Médicos de um hospital em Miami, nos EUA, se encontraram em meio a um delicado conflito ético ao receberem um paciente inconsciente; o senhor tinha 70 anos, era diabético e possuía histórico de problemas no pulmão e no coração. Ao socorrerem o homem, os médicos notaram uma tatuagem em seu peito que dizia ''Do Not Resuscitate'' (''Não Ressuscite'', em tradução livre).

Um dilema tomou a mente da equipe: acatar o ''pedido'' do paciente ou ressuscitá-lo, salvando sua vida, como dita o principal juramento de um médico. O caso foi publicado na última quinta-feira (30), no ''The New England Journal of Medicine''.

Inicialmente, os profissionais do hospital optaram pela solução ''reversível'' - e mantiveram o homem vivo, tratando-o com antibióticos e ministrando fluidos para sua ressuscitação.

Afinal, optar pela morte do paciente seria uma escolha irreversível. Após consultarem o conselho de ética, os profissionais foram orientados a atender ao ''pedido'' do senhor; que morreu horas depois, após apresentar piora em seu quadro clínico.

Outros casos

Não é a primeira vez que algo assim ocorre na história da Medicina. Um artigo, publicado em 2012, relata o caso de um paciente que foi recebido em um hospital com uma tatuagem ''DRN'' (sigla para ''Do not resuscitate).

Na ocasião, o homem recebeu o tratamento de ressuscitação e, ao acordar, confessou que preferia realmente ter sido salvo. Questionado a respeito da tatuagem, o homem explicou que esta era o resultado de uma aposta realizada em uma partida de pôquer; ao perder, ele foi convencido a realizar a tatuagem como uma espécie de ''desafio''.
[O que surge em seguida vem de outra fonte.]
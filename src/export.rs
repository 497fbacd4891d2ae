//! Export of the rendered board to a JSON file.

use std::fs;
use std::path::Path;

use anyhow::{Context, Result};

use crate::render::{render, Board};
use crate::source::SnapshotFetcher;

/// Default destination for exports triggered from the TUI.
pub const DEFAULT_EXPORT_PATH: &str = "joinwatch_export.json";

/// Write the board (text targets and watermark rows) as pretty JSON.
pub fn write_board(board: &Board, path: &Path) -> Result<()> {
    let json = board.to_json_pretty()?;
    fs::write(path, json).with_context(|| format!("failed to write {}", path.display()))?;
    Ok(())
}

/// Fetch one snapshot, render it into a fresh board and write the board.
///
/// A failed fetch is an error and nothing is written.
pub async fn export_snapshot(fetcher: &dyn SnapshotFetcher, path: &Path) -> Result<Board> {
    let snapshot = fetcher
        .fetch()
        .await
        .with_context(|| format!("failed to fetch from {}", fetcher.description()))?;

    let mut board = Board::new();
    render(&snapshot, &mut board);
    write_board(&board, path)?;
    Ok(board)
}
// SPDX-License-Identifier: GPL-2.0-or-later

use thiserror::Error;

#[derive(Debug, Error)]
pub enum PesError {
    #[error("unsupported video codec {0:?}")]
    UnsupportedVideoCodec(String),

    #[error("unsupported audio codec {0:?}")]
    UnsupportedAudioCodec(String),

    #[error("malformed avcC: {0}")]
    MalformedAvcC(&'static str),

    #[error("malformed hvcC: {0}")]
    MalformedHvcC(&'static str),

    #[error("malformed AudioSpecificConfig: {0}")]
    MalformedAudioSpecificConfig(&'static str),

    #[error("unsupported AAC sampling frequency {0}")]
    UnsupportedSamplingFrequency(u32),

    #[error("split length-prefixed sample: {0}")]
    Subsample(#[from] subsample::SubsampleError),

    #[error("non-monotonic pts")]
    NonMonotonicPts,
}

#[derive(Debug, Error)]
pub enum TsMuxError {
    #[error("pes: {0}")]
    Pes(#[from] PesError),

    #[error("segment template: {0}")]
    Template(#[from] common::template::TemplateError),

    #[error("media sample arrived before stream info")]
    SampleBeforeStreamInfo,

    #[error("text tracks are not carried over MPEG-2 TS")]
    TextTrack,
}
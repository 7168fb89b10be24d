// SPDX-License-Identifier: GPL-2.0-or-later

//! Terminal [`MediaHandler`] sink: one instance per track, consuming a
//! `StreamInfo` plus a sample stream punctuated by `SegmentInfo` boundaries
//! and emitting an init segment and one fragment per boundary through a
//! [`SegmentSink`].

use std::sync::Arc;

use async_trait::async_trait;
use common::time::Ticks;
use common::{
    DecryptConfig, Iv, Mp4OutputParams, Notifier, SegmentInfo, SegmentSink, StreamData, StreamDataPayload, StreamInfo,
};
use common::template::{self, SegmentToken};
use handler::{ErrorKind, MediaHandler, SharedHandler, Status};

use crate::error::Mp4MuxError;
use crate::fragment::{self, FragmentParams};
use crate::init::{self, EditListPolicy, InitEncryption, InitParams};

pub struct Mp4Muxer {
    track_id: u32,
    output: Mp4OutputParams,
    edit_list_policy: EditListPolicy,
    segment_token: Option<SegmentToken>,
    sink: Arc<dyn SegmentSink>,
    notifier: Arc<dyn Notifier>,

    stream_index: Option<u32>,
    stream_info: Option<Arc<StreamInfo>>,
    is_video: bool,
    init_written: bool,
    track_zero_dts: Option<Ticks>,
    last_dts: Option<Ticks>,
    sequence_number: u32,
    pending: Vec<common::MediaSample>,
}

impl Mp4Muxer {
    /// Fails fast on a malformed `output.segment_template` rather than at
    /// the first segment boundary.
    pub fn new(
        track_id: u32,
        output: Mp4OutputParams,
        edit_list_policy: EditListPolicy,
        sink: Arc<dyn SegmentSink>,
        notifier: Arc<dyn Notifier>,
    ) -> Result<Self, Mp4MuxError> {
        let segment_token = output.segment_template.as_deref().map(template::validate).transpose()?;
        Ok(Self {
            track_id,
            output,
            edit_list_policy,
            segment_token,
            sink,
            notifier,
            stream_index: None,
            stream_info: None,
            is_video: false,
            init_written: false,
            track_zero_dts: None,
            last_dts: None,
            sequence_number: 0,
            pending: Vec::new(),
        })
    }

    fn init_segment_path(&self) -> String {
        self.output.init_segment.clone().unwrap_or_else(|| "init.mp4".to_owned())
    }

    fn fragment_path(&self, info: &SegmentInfo) -> String {
        match (&self.output.segment_template, self.segment_token) {
            (Some(template), Some(token)) if !self.output.single_file => {
                template::expand(template, token, info.segment_number, *info.start_time)
            }
            (Some(template), _) => template.clone(),
            (None, _) => format!("fragment-{}.m4s", info.segment_number),
        }
    }

    async fn process_stream_info(&mut self, stream_index: u32, info: Arc<StreamInfo>) -> Status {
        self.stream_index = Some(stream_index);
        self.is_video = info.is_video();
        self.stream_info = Some(info);
        Status::ok()
    }

    async fn process_sample(&mut self, stream_index: u32, sample: common::MediaSample) -> Status {
        let Some(stream_info) = self.stream_info.clone() else {
            return Status::new(ErrorKind::InvalidArgument, Mp4MuxError::SampleBeforeStreamInfo.to_string());
        };
        self.stream_index = Some(stream_index);

        if self.track_zero_dts.is_none() {
            self.track_zero_dts = Some(sample.dts);
        } else if let Some(last_dts) = self.last_dts {
            if sample.dts < last_dts {
                return Status::new(ErrorKind::InvalidArgument, Mp4MuxError::NonMonotonicDts.to_string());
            }
        }
        self.last_dts = Some(sample.dts);

        if !self.init_written {
            let encryption = sample.decrypt_config.as_ref().map(init_encryption_from);
            let params = InitParams {
                track_id: self.track_id,
                stream_info: &stream_info,
                initial_composition_offset: *sample.pts - *sample.dts,
                edit_list_policy: self.edit_list_policy,
                encryption: encryption.as_ref(),
            };
            let data = match init::generate_init(&params) {
                Ok(data) => data,
                Err(e) => return status_from_mux_error(Mp4MuxError::GenerateInit(e)),
            };
            self.sink.write_init_segment(stream_index, &self.init_segment_path(), data);
            self.init_written = true;
        }

        self.pending.push(sample);
        Status::ok()
    }

    async fn process_segment_info(&mut self, stream_index: u32, info: SegmentInfo) -> Status {
        if self.pending.is_empty() {
            return Status::ok();
        }
        let Some(track_zero_dts) = self.track_zero_dts else {
            return Status::new(ErrorKind::Internal, "segment boundary before any sample");
        };
        let Some(first) = self.pending.first() else {
            return Status::ok();
        };
        let base_media_decode_time = match u64::try_from(*first.dts - *track_zero_dts) {
            Ok(v) => v,
            Err(_) => {
                return status_from_mux_error(Mp4MuxError::GenerateFragment(
                    crate::error::GenerateFragmentError::BaseMediaDecodeTimeOverflow,
                ));
            }
        };

        let params = FragmentParams {
            track_id: self.track_id,
            sequence_number: self.sequence_number,
            is_video: self.is_video,
            base_media_decode_time,
            samples: &self.pending,
        };
        let data = match fragment::generate_fragment(&params) {
            Ok(data) => data,
            Err(e) => return status_from_mux_error(Mp4MuxError::GenerateFragment(e)),
        };

        self.sequence_number += 1;
        self.pending.clear();

        let path = self.fragment_path(&info);
        self.sink.write_segment(stream_index, &path, data, info);
        self.notifier.segment_ready(stream_index, info.segment_number);
        Status::ok()
    }
}

fn init_encryption_from(cfg: &DecryptConfig) -> InitEncryption {
    let (per_sample_iv_size, constant_iv) = match cfg.iv {
        Iv::Bytes8(_) => (8, None),
        Iv::Bytes16(_) => (16, None),
        Iv::Constant(bytes) => (0, Some(bytes)),
    };
    InitEncryption {
        scheme: cfg.scheme,
        key_id: cfg.key_id,
        per_sample_iv_size,
        constant_iv,
        crypt_byte_block: cfg.crypt_byte_block,
        skip_byte_block: cfg.skip_byte_block,
    }
}

fn status_from_mux_error(e: Mp4MuxError) -> Status {
    let kind = match &e {
        Mp4MuxError::GenerateInit(_) | Mp4MuxError::GenerateFragment(_) => ErrorKind::ParserFailure,
        Mp4MuxError::Template(_) => ErrorKind::InvalidArgument,
        Mp4MuxError::SampleBeforeStreamInfo | Mp4MuxError::NonMonotonicDts => ErrorKind::InvalidArgument,
    };
    Status::new(kind, e.to_string())
}

#[async_trait]
impl MediaHandler for Mp4Muxer {
    async fn process(&mut self, input_port: u32, data: StreamData) -> Status {
        if input_port != 0 {
            return Status::new(ErrorKind::InvalidArgument, format!("mp4 muxer has no input port {input_port}"));
        }
        match data.payload {
            StreamDataPayload::StreamInfo(info) => self.process_stream_info(data.stream_index, info).await,
            StreamDataPayload::MediaSample(sample) => self.process_sample(data.stream_index, sample).await,
            StreamDataPayload::SegmentInfo(info) => self.process_segment_info(data.stream_index, info).await,
            StreamDataPayload::MediaEvent(event) => {
                self.notifier.media_event(data.stream_index, &event);
                Status::ok()
            }
            StreamDataPayload::CueEvent(_) => Status::ok(),
            StreamDataPayload::TextSample(_) => Status::new(ErrorKind::Unimplemented, "fmp4 text tracks are not supported"),
        }
    }

    async fn on_flush_request(&mut self, input_port: u32) -> Status {
        if input_port != 0 {
            return Status::new(ErrorKind::InvalidArgument, format!("mp4 muxer has no input port {input_port}"));
        }
        // No downstream `SegmentInfo` guarantees a final boundary for the
        // samples since the last one; `Graph` flush is the cue to drain them.
        if self.pending.is_empty() {
            return Status::ok();
        }
        let Some(stream_index) = self.stream_index else {
            return Status::ok();
        };
        let segment_number = self.sequence_number.into();
        let info = SegmentInfo {
            start_time: self.pending.first().map_or(Ticks::new(0), |s| s.dts),
            duration: common::time::TickDuration::new(0),
            is_subsegment: false,
            is_encrypted: false,
            segment_number,
        };
        self.process_segment_info(stream_index, info).await
    }

    fn add_output(&mut self, _output_port: u32, _consumer: SharedHandler, _consumer_input_port: u32) {
        // Terminal sink: nothing downstream of a muxer in the handler graph.
    }

    fn known_input_ports(&self) -> Vec<u32> {
        vec![0]
    }

    fn declared_output_ports(&self) -> Vec<u32> {
        Vec::new()
    }
}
Por essa razão, o caso do senhor de 70 anos dividiu a equipe médica que o atendeu. Em entrevista ao ''The Washington Post'', o médico Gregory Holt, explicou que o homem residia em uma casa de repouso, embora tenha sido encontrado alcoolizado na rua.

Como ela não possuía identificação e nem mesmo amigos ou família que pudessem fornecer mais informações sobre ele, Holt conta que gostaria de ter conversado com ele para saber se aquela tatuagem de fato comunicava os desejos do paciente para o final de sua vida.

Tatuagens ''DNR'' fazem parte de uma nova tendência de ''tatuagens médicas'', nas quais algumas pessoas comunicam alergias a alimentos ou medicamentos, se são portadoras de diabetes e outras doenças, além de tipo sanguíneo e desejos como ser ou não ressuscitado, para caso sejam socorridas em estados de inconsciência.